Endobronchial biopsy is the preferred method for assessing lung lesions. However, navigation to pulmonary lesions and obtaining adequate tissue samples for diagnosis remains challenging. Utilizing information from high-resolution pre-procedural CT scans intra-procedurally could provide real-time guidance and confirmation during biopsy. An image registration algorithm was developed to automatically fuse thoracic 3D pre-operative CT images to 2D intra-procedural fluoroscopic images with a single 2D image or a limited C-arm sweep. A rigid intensity-based technique was applied and the CT image was iteratively transformed to minimize the sum of squared error between intraoperative fluoroscopy and closest forward projections.
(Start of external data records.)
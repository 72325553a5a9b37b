#![no_main]

use ferrous_web::routing::PathPattern;
use libfuzzer_sys::fuzz_target;

fuzz_target!(|data: &[u8]| {
    let Ok(raw) = std::str::from_utf8(data) else {
        return;
    };
    if let Ok(pattern) = PathPattern::parse(raw) {
        assert_eq!(pattern.as_str(), raw);
        assert!(pattern.same_shape(&pattern));
        assert_eq!(pattern.precedence(&pattern), std::cmp::Ordering::Equal);
    }
});
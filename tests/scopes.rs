use ferrous_web::{DiError, Resolver, ServiceCollection};
use std::sync::atomic::{AtomicU32, Ordering};
use std::sync::Arc;

struct RequestState {
    id: u32,
}

fn counting_collection() -> ServiceCollection {
    let counter = Arc::new(AtomicU32::new(0));
    let mut sc = ServiceCollection::new();
    sc.add_scoped_factory::<RequestState, _>(move |_| {
        Ok(RequestState {
            id: counter.fetch_add(1, Ordering::SeqCst),
        })
    });
    sc
}

#[test]
fn test_scoped_same_within_scope() {
    let sp = counting_collection().build();
    let scope = sp.create_scope();

    let a = scope.get::<RequestState>().unwrap();
    let b = scope.get::<RequestState>().unwrap();
    assert!(Arc::ptr_eq(&a, &b));
}

#[test]
fn test_scoped_distinct_across_scopes() {
    let sp = counting_collection().build();
    let s1 = sp.create_scope();
    let s2 = sp.create_scope();

    let a = s1.get::<RequestState>().unwrap();
    let b = s2.get::<RequestState>().unwrap();
    assert!(!Arc::ptr_eq(&a, &b));
    assert_ne!(a.id, b.id);
}

#[test]
fn test_scoped_shared_by_transients_in_scope() {
    struct Handler {
        state: Arc<RequestState>,
    }

    let mut sc = counting_collection();
    sc.add_transient_factory::<Handler, _>(|r| {
        Ok(Handler {
            state: r.get::<RequestState>()?,
        })
    });
    let sp = sc.build();
    let scope = sp.create_scope();

    let h1 = scope.get::<Handler>().unwrap();
    let h2 = scope.get::<Handler>().unwrap();
    assert!(Arc::ptr_eq(&h1.state, &h2.state));
}

#[test]
fn test_singleton_shared_across_scopes() {
    struct Catalog;

    let mut sc = ServiceCollection::new();
    sc.add_singleton_factory::<Catalog, _>(|_| Ok(Catalog));
    let sp = sc.build();

    let a = sp.create_scope().get::<Catalog>().unwrap();
    let b = sp.create_scope().get::<Catalog>().unwrap();
    let c = sp.get::<Catalog>().unwrap();
    assert!(Arc::ptr_eq(&a, &b));
    assert!(Arc::ptr_eq(&a, &c));
}

#[test]
fn test_scoped_from_root_is_rejected() {
    let sp = counting_collection().build();
    match sp.get::<RequestState>() {
        Err(DiError::WrongLifetime { name, reason }) => {
            assert!(name.ends_with("RequestState"));
            assert!(reason.contains("root provider"));
        }
        _ => panic!("expected WrongLifetime"),
    }
}

#[test]
fn test_singleton_capturing_scoped_is_rejected() {
    struct Cache {
        _state: Arc<RequestState>,
    }

    let mut sc = counting_collection();
    sc.add_singleton_factory::<Cache, _>(|r| {
        Ok(Cache {
            _state: r.get::<RequestState>()?,
        })
    });
    let sp = sc.build();
    let scope = sp.create_scope();

    match scope.get::<Cache>() {
        Err(DiError::WrongLifetime { reason, .. }) => {
            assert!(reason.contains("building a singleton"));
        }
        _ => panic!("expected WrongLifetime"),
    }
}

#[test]
fn test_transient_from_root_needing_scoped_blames_the_root() {
    struct Report {
        _state: Arc<RequestState>,
    }
    struct Audit {
        _report: Arc<Report>,
    }
    struct Ledger {
        _audit: Arc<Audit>,
    }

    let mut sc = counting_collection();
    sc.add_transient_factory::<Report, _>(|r| {
        Ok(Report {
            _state: r.get::<RequestState>()?,
        })
    });
    sc.add_transient_factory::<Audit, _>(|r| {
        Ok(Audit {
            _report: r.get::<Report>()?,
        })
    });
    sc.add_singleton_factory::<Ledger, _>(|r| {
        Ok(Ledger {
            _audit: r.get::<Audit>()?,
        })
    });
    let sp = sc.build();

    match sp.get::<Audit>() {
        Err(DiError::WrongLifetime { reason, .. }) => {
            assert!(reason.contains("root provider"), "{reason}");
        }
        _ => panic!("expected WrongLifetime"),
    }

    // A singleton further out still counts, however deep the transients go.
    match sp.create_scope().get::<Ledger>() {
        Err(DiError::WrongLifetime { reason, .. }) => {
            assert!(reason.contains("building a singleton"), "{reason}");
        }
        _ => panic!("expected WrongLifetime"),
    }
}

#[test]
fn test_seeded_trait_instance_is_scope_local() {
    trait Tenant: Send + Sync {
        fn id(&self) -> &str;
    }
    struct Acme;
    impl Tenant for Acme {
        fn id(&self) -> &str {
            "acme"
        }
    }

    let sp = ServiceCollection::new().build();
    let scope = sp.create_scope();
    scope.insert_trait_instance::<dyn Tenant>(Arc::new(Acme));

    assert_eq!(scope.get_trait::<dyn Tenant>().unwrap().id(), "acme");
    assert!(sp.create_scope().get_trait::<dyn Tenant>().is_err());
}

#[test]
fn test_try_get_local_ignores_registry() {
    let mut sc = ServiceCollection::new();
    sc.add_singleton(5u64);
    let sp = sc.build();
    let scope = sp.create_scope();

    assert!(scope.try_get_local::<u64>().is_none());
    scope.insert_instance(9u64);
    assert_eq!(*scope.try_get_local::<u64>().unwrap(), 9);
}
The registration errors were measured by computing the sum of squared difference and manually identified fiducial markers. In a swine model, error was minimized when using a CT with an inhalation breath hold (7.7 ± 4.4 mm) and when using an anterior-posterior positioning of the C-arm (3.7 ± 2.4 mm). Error increased marginally when the FOV was decreased (10.9 ± 5.9 mm) and was larger in peripheral (9.7 ± 5.7 mm) and distal (9.2 ± 3.2 mm) lung, compared to central (6.2 ± 4.5 mm) and proximal (7.6 ± 5.9 mm) lung. To determine the features that contribute most to registration, features were systematically masked and registration was performed. The largest error was seen when the spine was masked (52.5 ± 27.6 mm). When multiple images were used for registration, error converges (< 5 % change) when 50 images acquired in a 100 ∘ sweep were used. This work establishes a protocol and identifies sources of registration error for a reliable and automatic 2D-3D registration method that requires minimal changes to procedural workflow and equipment in the endobronchial suite.